PROBLEM TO WORK ON: Which of the lines below mention the word "nope"? Pull each one out.

(Records drawn from a dataset)
※

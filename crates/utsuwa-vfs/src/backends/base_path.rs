//! Base-path confinement.

use std::io::{self, Read, Seek, SeekFrom, Write};
use std::path::{Path, PathBuf};
use std::sync::Arc;
use std::time::SystemTime;

use crate::error::{Op, VfsResult, from_handle_io};
use crate::ops::{File, Fs};
use crate::path::{self, ROOT};
use crate::types::{FileAttr, FileMode, OpenFlags};

/// Exposes a directory of an inner filesystem as the root.
///
/// Caller paths are normalized before the base is prepended, so `..` can
/// never climb above the base. The base itself is only cleaned: a relative
/// base stays relative to whatever the inner filesystem resolves it against.
/// Errors and handle names always show the caller's path, never the real one.
#[derive(Debug, Clone)]
pub struct BasePathFs {
    inner: Arc<dyn Fs>,
    base: String,
}

impl BasePathFs {
    pub fn new(inner: Arc<dyn Fs>, base: impl AsRef<Path>) -> Self {
        Self {
            inner,
            base: path::clean(&base.as_ref().to_string_lossy()),
        }
    }

    /// The base directory inside the inner filesystem.
    pub fn base(&self) -> &str {
        &self.base
    }

    /// Translate a caller path to the inner filesystem.
    pub fn real_path(&self, path: &Path) -> PathBuf {
        let clean = path::normalize(path);
        PathBuf::from(path::rebase(&clean, ROOT, &self.base))
    }

    fn wrap(&self, file: Box<dyn File>, path: &Path) -> Box<dyn File> {
        Box::new(BasePathFile {
            inner: file,
            name: path.to_string_lossy().into_owned(),
        })
    }
}

impl Fs for BasePathFs {
    fn name(&self) -> &str {
        "BasePathFs"
    }

    fn create(&self, path: &Path) -> VfsResult<Box<dyn File>> {
        let file = self
            .inner
            .create(&self.real_path(path))
            .map_err(|e| e.with_paths(path, None))?;
        Ok(self.wrap(file, path))
    }

    fn open(&self, path: &Path) -> VfsResult<Box<dyn File>> {
        let file = self
            .inner
            .open(&self.real_path(path))
            .map_err(|e| e.with_paths(path, None))?;
        Ok(self.wrap(file, path))
    }

    fn open_file(&self, path: &Path, flags: OpenFlags, mode: FileMode) -> VfsResult<Box<dyn File>> {
        let file = self
            .inner
            .open_file(&self.real_path(path), flags, mode)
            .map_err(|e| e.with_paths(path, None))?;
        Ok(self.wrap(file, path))
    }

    fn mkdir(&self, path: &Path, mode: FileMode) -> VfsResult<()> {
        self.inner
            .mkdir(&self.real_path(path), mode)
            .map_err(|e| e.with_paths(path, None))
    }

    fn mkdir_all(&self, path: &Path, mode: FileMode) -> VfsResult<()> {
        self.inner
            .mkdir_all(&self.real_path(path), mode)
            .map_err(|e| e.with_paths(path, None))
    }

    fn read_dir(&self, path: &Path) -> VfsResult<Vec<FileAttr>> {
        self.inner
            .read_dir(&self.real_path(path))
            .map_err(|e| e.with_paths(path, None))
    }

    fn remove(&self, path: &Path) -> VfsResult<()> {
        self.inner
            .remove(&self.real_path(path))
            .map_err(|e| e.with_paths(path, None))
    }

    fn remove_all(&self, path: &Path) -> VfsResult<()> {
        self.inner
            .remove_all(&self.real_path(path))
            .map_err(|e| e.with_paths(path, None))
    }

    fn rename(&self, old: &Path, new: &Path) -> VfsResult<()> {
        self.inner
            .rename(&self.real_path(old), &self.real_path(new))
            .map_err(|e| e.with_paths(old, Some(new)))
    }

    fn stat(&self, path: &Path) -> VfsResult<FileAttr> {
        let mut attr = self
            .inner
            .stat(&self.real_path(path))
            .map_err(|e| e.with_paths(path, None))?;
        if path::normalize(path) == ROOT {
            attr.name = ROOT.to_string();
        }
        Ok(attr)
    }

    fn chmod(&self, path: &Path, mode: FileMode) -> VfsResult<()> {
        self.inner
            .chmod(&self.real_path(path), mode)
            .map_err(|e| e.with_paths(path, None))
    }

    fn chtimes(&self, path: &Path, atime: SystemTime, mtime: SystemTime) -> VfsResult<()> {
        self.inner
            .chtimes(&self.real_path(path), atime, mtime)
            .map_err(|e| e.with_paths(path, None))
    }
}

/// Handle that reports the caller's path in its name and errors.
#[derive(Debug)]
struct BasePathFile {
    inner: Box<dyn File>,
    name: String,
}

impl BasePathFile {
    fn io_err(&self, op: Op, e: io::Error) -> io::Error {
        from_handle_io(op, &self.name, e)
            .with_paths(&self.name, None)
            .into()
    }
}

impl Read for BasePathFile {
    fn read(&mut self, buf: &mut [u8]) -> io::Result<usize> {
        let result = self.inner.read(buf);
        result.map_err(|e| self.io_err(Op::Read, e))
    }
}

impl Write for BasePathFile {
    fn write(&mut self, buf: &[u8]) -> io::Result<usize> {
        let result = self.inner.write(buf);
        result.map_err(|e| self.io_err(Op::Write, e))
    }

    fn flush(&mut self) -> io::Result<()> {
        let result = self.inner.flush();
        result.map_err(|e| self.io_err(Op::Write, e))
    }
}

impl Seek for BasePathFile {
    fn seek(&mut self, pos: SeekFrom) -> io::Result<u64> {
        let result = self.inner.seek(pos);
        result.map_err(|e| self.io_err(Op::Seek, e))
    }
}

impl File for BasePathFile {
    fn name(&self) -> &str {
        &self.name
    }

    fn stat(&self) -> VfsResult<FileAttr> {
        self.inner.stat().map_err(|e| e.with_paths(&self.name, None))
    }

    fn truncate(&mut self, size: u64) -> VfsResult<()> {
        let result = self.inner.truncate(size);
        result.map_err(|e| e.with_paths(&self.name, None))
    }

    fn read_at(&mut self, buf: &mut [u8], offset: u64) -> VfsResult<usize> {
        let result = self.inner.read_at(buf, offset);
        result.map_err(|e| e.with_paths(&self.name, None))
    }

    fn write_at(&mut self, buf: &[u8], offset: u64) -> VfsResult<usize> {
        let result = self.inner.write_at(buf, offset);
        result.map_err(|e| e.with_paths(&self.name, None))
    }

    fn close(&mut self) -> VfsResult<()> {
        let result = self.inner.close();
        result.map_err(|e| e.with_paths(&self.name, None))
    }
}

#[cfg(test)]
mod tests {
    use super::*;
    use crate::error::{ErrorKind, VfsError};
    use crate::mem::MemoryFs;

    fn setup() -> (Arc<MemoryFs>, BasePathFs) {
        let mem = Arc::new(MemoryFs::new());
        mem.mkdir_all(Path::new("/jail/home"), FileMode::new(0o755)).unwrap();
        let fs = BasePathFs::new(mem.clone(), "/jail");
        (mem, fs)
    }

    #[test]
    fn test_real_path() {
        let (_, fs) = setup();
        assert_eq!(fs.real_path(Path::new("/a/b")), PathBuf::from("/jail/a/b"));
        assert_eq!(fs.real_path(Path::new("/")), PathBuf::from("/jail"));
        assert_eq!(fs.real_path(Path::new("../../etc/passwd")), PathBuf::from("/jail/etc/passwd"));
        assert_eq!(fs.base(), "/jail");
    }

    #[test]
    fn test_relative_base_stays_relative() {
        let mem = Arc::new(MemoryFs::new());
        let fs = BasePathFs::new(mem, "./scratch/");
        assert_eq!(fs.base(), "scratch");
        assert_eq!(fs.real_path(Path::new("/a/../b")), PathBuf::from("scratch/b"));
        assert_eq!(fs.real_path(Path::new("/")), PathBuf::from("scratch"));
        assert_eq!(fs.real_path(Path::new("../../x")), PathBuf::from("scratch/x"));
    }

    #[test]
    fn test_writes_land_under_base() {
        let (mem, fs) = setup();
        fs.write_all(Path::new("/home/f"), b"data").unwrap();
        assert_eq!(mem.read_all(Path::new("/jail/home/f")).unwrap(), b"data");
        assert_eq!(fs.stat(Path::new("/")).unwrap().name, "/");
    }

    #[test]
    fn test_errors_show_caller_path() {
        let (_, fs) = setup();
        let err = fs.stat(Path::new("/nope")).unwrap_err();
        assert_eq!(err, VfsError::path(Op::Stat, "/nope", ErrorKind::NotExist));

        let err = fs.rename(Path::new("/x"), Path::new("/y")).unwrap_err();
        assert_eq!(err, VfsError::link(Op::Rename, "/x", "/y", ErrorKind::NotExist));
    }

    #[test]
    fn test_handle_name_is_caller_path() {
        let (_, fs) = setup();
        let mut f = fs.create(Path::new("/home/g")).unwrap();
        assert_eq!(f.name(), "/home/g");

        let mut ro = fs.open(Path::new("/home/g")).unwrap();
        let err = from_handle_io(Op::Write, "/", ro.write(b"x").unwrap_err());
        assert_eq!(err, VfsError::path(Op::Write, "/home/g", ErrorKind::BadDescriptor));
        f.close().unwrap();
    }
}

※

RESPONSE:
        let err = fs.stat(Path::new("/nope")).unwrap_err();
        assert_eq!(err, VfsError::path(Op::Stat, "/nope", ErrorKind::NotExist));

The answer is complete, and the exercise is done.